*Data records*.
//! End-to-end job lifecycle against a file-backed store

use libpostkeeper::content::{MEDIA_DIR, POST_CONFIG_FILE};
use libpostkeeper::destinations::mock::MockDestination;
use libpostkeeper::destinations::DestinationRegistry;
use libpostkeeper::folder::FolderName;
use libpostkeeper::scheduling::parse_schedule;
use libpostkeeper::{JobManager, JobStatus, Scheduler, Store};
use std::fs;
use std::path::Path;
use tempfile::TempDir;

async fn open(temp_dir: &TempDir) -> JobManager {
    let db_path = temp_dir.path().join("posts.db");
    let store = Store::new(db_path.to_str().unwrap()).await.unwrap();
    JobManager::new(temp_dir.path().join("social_posts"), store).unwrap()
}

fn write_post_content(folder: &Path) {
    fs::write(
        folder.join(POST_CONFIG_FILE),
        "title: Sunset\ncaptions:\n  facebook: Look at this\n  instagram: '#sunset'\n",
    )
    .unwrap();
    let media = folder.join(MEDIA_DIR);
    fs::create_dir_all(&media).unwrap();
    fs::write(media.join("02.jpg"), b"jpg").unwrap();
    fs::write(media.join("01.png"), b"png").unwrap();
}

#[tokio::test]
async fn test_draft_to_posted_with_partial_failure() {
    let temp_dir = TempDir::new().unwrap();
    let manager = open(&temp_dir).await;

    let photo = temp_dir.path().join("photo.png");
    fs::write(&photo, b"png").unwrap();

    let (id, draft_folder) = manager.create_from_image(&photo, None).await.unwrap();
    let draft_name = FolderName::from_path(&draft_folder).unwrap();
    assert_eq!(draft_name.id, id);
    assert_eq!(draft_name.status, JobStatus::Draft);
    assert!(draft_folder.join("source.png").is_file());

    let job = manager.store().get(&id).await.unwrap().unwrap();
    assert_eq!(job.status, JobStatus::Draft);
    assert_eq!(job.title.as_deref(), Some("photo"));

    // Drafts cannot be scheduled
    assert!(!manager.schedule(&id, 1_749_513_600).await.unwrap());

    let ready_folder = manager.promote(&id).await.unwrap().unwrap();
    assert!(!draft_folder.exists());
    assert!(ready_folder.to_string_lossy().ends_with("_ready"));
    write_post_content(&ready_folder);

    let when = parse_schedule("2025-06-10", chrono::Utc::now()).unwrap();
    assert!(manager.schedule(&id, when.timestamp()).await.unwrap());

    let facebook = MockDestination::with_id("facebook", "fb-1");
    let instagram = MockDestination::post_failure("instagram", "500");
    let mut registry = DestinationRegistry::new();
    registry.register(Box::new(facebook.clone())).unwrap();
    registry.register(Box::new(instagram.clone())).unwrap();
    let scheduler = Scheduler::new(manager, registry);

    // Not yet due the second before
    let early = scheduler.run_once_at(when.timestamp() - 1).await.unwrap();
    assert_eq!(early.processed(), 0);

    let report = scheduler.run_once_at(when.timestamp() + 1).await.unwrap();
    assert_eq!(report.posted, vec![id.clone()]);

    let calls = facebook.calls();
    assert_eq!(calls.len(), 1);
    assert_eq!(calls[0].caption, "Look at this");
    let media: Vec<_> = calls[0]
        .media
        .iter()
        .map(|p| p.file_name().unwrap().to_string_lossy().into_owned())
        .collect();
    assert_eq!(media, vec!["01.png", "02.jpg"]);
    assert_eq!(instagram.calls()[0].caption, "#sunset");

    let job = scheduler.manager().store().get(&id).await.unwrap().unwrap();
    assert_eq!(job.status, JobStatus::Posted);
    assert_eq!(job.post_ids.len(), 1);
    assert_eq!(job.post_ids["facebook"], "fb-1");
    assert!(job.posted_at.is_some());
    assert!(job.scheduled_for.is_none());
    assert!(job.folder_path.to_string_lossy().ends_with("_posted"));
    assert!(job.folder_path.join(POST_CONFIG_FILE).is_file());

    // A second cycle has nothing left to do
    let again = scheduler.run_once_at(when.timestamp() + 60).await.unwrap();
    assert_eq!(again.processed(), 0);
    assert_eq!(facebook.call_count(), 1);
}

#[tokio::test]
async fn test_failed_job_retry_requires_new_schedule() {
    let temp_dir = TempDir::new().unwrap();
    let manager = open(&temp_dir).await;

    let photo = temp_dir.path().join("photo.png");
    fs::write(&photo, b"png").unwrap();
    let (id, _) = manager.create_from_image(&photo, Some("Retry me")).await.unwrap();
    let folder = manager.promote(&id).await.unwrap().unwrap();
    write_post_content(&folder);
    assert!(manager.schedule(&id, 1_000).await.unwrap());

    let mut registry = DestinationRegistry::new();
    registry
        .register(Box::new(MockDestination::post_failure("facebook", "500")))
        .unwrap();
    let scheduler = Scheduler::new(manager, registry);

    let report = scheduler.run_once_at(2_000).await.unwrap();
    assert_eq!(report.failed, vec![id.clone()]);

    let manager = scheduler.manager();
    let job = manager.store().get(&id).await.unwrap().unwrap();
    assert_eq!(job.status, JobStatus::Failed);
    assert_eq!(job.last_error.as_deref(), Some("facebook: Posting failed: 500"));
    assert!(job.folder_path.to_string_lossy().ends_with("_ready"));

    assert!(manager.retry(&id).await.unwrap());
    let job = manager.store().get(&id).await.unwrap().unwrap();
    assert_eq!(job.status, JobStatus::Ready);
    assert!(job.last_error.is_none());
    assert!(job.scheduled_for.is_none());

    // Ready but unscheduled is never due
    assert!(manager.store().due(i64::MAX).await.unwrap().is_empty());

    // Retry only applies to failed jobs
    assert!(!manager.retry(&id).await.unwrap());
}

#[tokio::test]
async fn test_store_survives_reopen() {
    let temp_dir = TempDir::new().unwrap();
    let photo = temp_dir.path().join("photo.png");
    fs::write(&photo, b"png").unwrap();

    let id = {
        let manager = open(&temp_dir).await;
        let (id, _) = manager.create_from_image(&photo, None).await.unwrap();
        manager.promote(&id).await.unwrap();
        manager.schedule(&id, 42).await.unwrap();
        id
    };

    let manager = open(&temp_dir).await;
    let job = manager.store().get(&id).await.unwrap().unwrap();
    assert_eq!(job.status, JobStatus::Ready);
    assert_eq!(job.scheduled_for, Some(42));
    assert!(job.folder_path.is_dir());
}

#[tokio::test]
async fn test_reconcile_after_manual_rename() {
    let temp_dir = TempDir::new().unwrap();
    let manager = open(&temp_dir).await;

    let photo = temp_dir.path().join("photo.png");
    fs::write(&photo, b"png").unwrap();
    let (id, folder) = manager.create_from_image(&photo, None).await.unwrap();

    // Operator renames the folder by hand
    let renamed = FolderName::from_path(&folder)
        .unwrap()
        .with_status(JobStatus::Ready);
    let renamed_path = folder.parent().unwrap().join(renamed.to_string());
    fs::rename(&folder, &renamed_path).unwrap();

    let found = manager.reconcile(&id).await.unwrap();
    assert_eq!(found, Some(renamed_path.clone()));

    let job = manager.store().get(&id).await.unwrap().unwrap();
    assert_eq!(job.status, JobStatus::Ready);
    assert_eq!(job.folder_path, renamed_path);
}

*Task directions*. Copy out the material above in its entirety. Every detail must match.

*Task result*.
//! End-to-end job lifecycle against a file-backed store

use libpostkeeper::content::{MEDIA_DIR, POST_CONFIG_FILE};
use libpostkeeper::destinations::mock::MockDestination;
use libpostkeeper::destinations::DestinationRegistry;
use libpostkeeper::folder::FolderName;
use libpostkeeper::scheduling::parse_schedule;
use libpostkeeper::{JobManager, JobStatus, Scheduler, Store};
use std::fs;
use std::path::Path;
use tempfile::TempDir;

async fn open(temp_dir: &TempDir) -> JobManager {
    let db_path = temp_dir.path().join("posts.db");
    let store = Store::new(db_path.to_str().unwrap()).await.unwrap();
    JobManager::new(temp_dir.path().join("social_posts"), store).unwrap()
}

fn write_post_content(folder: &Path) {
    fs::write(
        folder.join(POST_CONFIG_FILE),
        "title: Sunset\ncaptions:\n  facebook: Look at this\n  instagram: '#sunset'\n",
    )
    .unwrap();
    let media = folder.join(MEDIA_DIR);
    fs::create_dir_all(&media).unwrap();
    fs::write(media.join("02.jpg"), b"jpg").unwrap();
    fs::write(media.join("01.png"), b"png").unwrap();
}

#[tokio::test]
async fn test_draft_to_posted_with_partial_failure() {
    let temp_dir = TempDir::new().unwrap();
    let manager = open(&temp_dir).await;

    let photo = temp_dir.path().join("photo.png");
    fs::write(&photo, b"png").unwrap();

    let (id, draft_folder) = manager.create_from_image(&photo, None).await.unwrap();
    let draft_name = FolderName::from_path(&draft_folder).unwrap();
    assert_eq!(draft_name.id, id);
    assert_eq!(draft_name.status, JobStatus::Draft);
    assert!(draft_folder.join("source.png").is_file());

    let job = manager.store().get(&id).await.unwrap().unwrap();
    assert_eq!(job.status, JobStatus::Draft);
    assert_eq!(job.title.as_deref(), Some("photo"));

    // Drafts cannot be scheduled
    assert!(!manager.schedule(&id, 1_749_513_600).await.unwrap());

    let ready_folder = manager.promote(&id).await.unwrap().unwrap();
    assert!(!draft_folder.exists());
    assert!(ready_folder.to_string_lossy().ends_with("_ready"));
    write_post_content(&ready_folder);

    let when = parse_schedule("2025-06-10", chrono::Utc::now()).unwrap();
    assert!(manager.schedule(&id, when.timestamp()).await.unwrap());

    let facebook = MockDestination::with_id("facebook", "fb-1");
    let instagram = MockDestination::post_failure("instagram", "500");
    let mut registry = DestinationRegistry::new();
    registry.register(Box::new(facebook.clone())).unwrap();
    registry.register(Box::new(instagram.clone())).unwrap();
    let scheduler = Scheduler::new(manager, registry);

    // Not yet due the second before
    let early = scheduler.run_once_at(when.timestamp() - 1).await.unwrap();
    assert_eq!(early.processed(), 0);

    let report = scheduler.run_once_at(when.timestamp() + 1).await.unwrap();
    assert_eq!(report.posted, vec![id.clone()]);

    let calls = facebook.calls();
    assert_eq!(calls.len(), 1);
    assert_eq!(calls[0].caption, "Look at this");
    let media: Vec<_> = calls[0]
        .media
        .iter()
        .map(|p| p.file_name().unwrap().to_string_lossy().into_owned())
        .collect();
    assert_eq!(media, vec!["01.png", "02.jpg"]);
    assert_eq!(instagram.calls()[0].caption, "#sunset");

    let job = scheduler.manager().store().get(&id).await.unwrap().unwrap();
    assert_eq!(job.status, JobStatus::Posted);
    assert_eq!(job.post_ids.len(), 1);
    assert_eq!(job.post_ids["facebook"], "fb-1");
    assert!(job.posted_at.is_some());
    assert!(job.scheduled_for.is_none());
    assert!(job.folder_path.to_string_lossy().ends_with("_posted"));
    assert!(job.folder_path.join(POST_CONFIG_FILE).is_file());

    // A second cycle has nothing left to do
    let again = scheduler.run_once_at(when.timestamp() + 60).await.unwrap();
    assert_eq!(again.processed(), 0);
    assert_eq!(facebook.call_count(), 1);
}

#[tokio::test]
async fn test_failed_job_retry_requires_new_schedule() {
    let temp_dir = TempDir::new().unwrap();
    let manager = open(&temp_dir).await;

    let photo = temp_dir.path().join("photo.png");
    fs::write(&photo, b"png").unwrap();
    let (id, _) = manager.create_from_image(&photo, Some("Retry me")).await.unwrap();
    let folder = manager.promote(&id).await.unwrap().unwrap();
    write_post_content(&folder);
    assert!(manager.schedule(&id, 1_000).await.unwrap());

    let mut registry = DestinationRegistry::new();
    registry
        .register(Box::new(MockDestination::post_failure("facebook", "500")))
        .unwrap();
    let scheduler = Scheduler::new(manager, registry);

    let report = scheduler.run_once_at(2_000).await.unwrap();
    assert_eq!(report.failed, vec![id.clone()]);

    let manager = scheduler.manager();
    let job = manager.store().get(&id).await.unwrap().unwrap();
    assert_eq!(job.status, JobStatus::Failed);
    assert_eq!(job.last_error.as_deref(), Some("facebook: Posting failed: 500"));
    assert!(job.folder_path.to_string_lossy().ends_with("_ready"));

    assert!(manager.retry(&id).await.unwrap());
    let job = manager.store().get(&id).await.unwrap().unwrap();
    assert_eq!(job.status, JobStatus::Ready);
    assert!(job.last_error.is_none());
    assert!(job.scheduled_for.is_none());

    // Ready but unscheduled is never due
    assert!(manager.store().due(i64::MAX).await.unwrap().is_empty());

    // Retry only applies to failed jobs
    assert!(!manager.retry(&id).await.unwrap());
}

#[tokio::test]
async fn test_store_survives_reopen() {
    let temp_dir = TempDir::new().unwrap();
    let photo = temp_dir.path().join("photo.png");
    fs::write(&photo, b"png").unwrap();

    let id = {
        let manager = open(&temp_dir).await;
        let (id, _) = manager.create_from_image(&photo, None).await.unwrap();
        manager.promote(&id).await.unwrap();
        manager.schedule(&id, 42).await.unwrap();
        id
    };

    let manager = open(&temp_dir).await;
    let job = manager.store().get(&id).await.unwrap().unwrap();
    assert_eq!(job.status, JobStatus::Ready);
    assert_eq!(job.scheduled_for, Some(42));
    assert!(job.folder_path.is_dir());
}

#[tokio::test]
async fn test_reconcile_after_manual_rename() {
    let temp_dir = TempDir::new().unwrap();
    let manager = open(&temp_dir).await;

    let photo = temp_dir.path().join("photo.png");
    fs::write(&photo, b"png").unwrap();
    let (id, folder) = manager.create_from_image(&photo, None).await.unwrap();

    // Operator renames the folder by hand
    let renamed = FolderName::from_path(&folder)
        .unwrap()
        .with_status(JobStatus::Ready);
    let renamed_path = folder.parent().unwrap().join(renamed.to_string());
    fs::rename(&folder, &renamed_path).unwrap();

    let found = manager.reconcile(&id).await.unwrap();
    assert_eq!(found, Some(renamed_path.clone()));

    let job = manager.store().get(&id).await.unwrap().unwrap();
    assert_eq!(job.status, JobStatus::Ready);
    assert_eq!(job.folder_path, renamed_path);
}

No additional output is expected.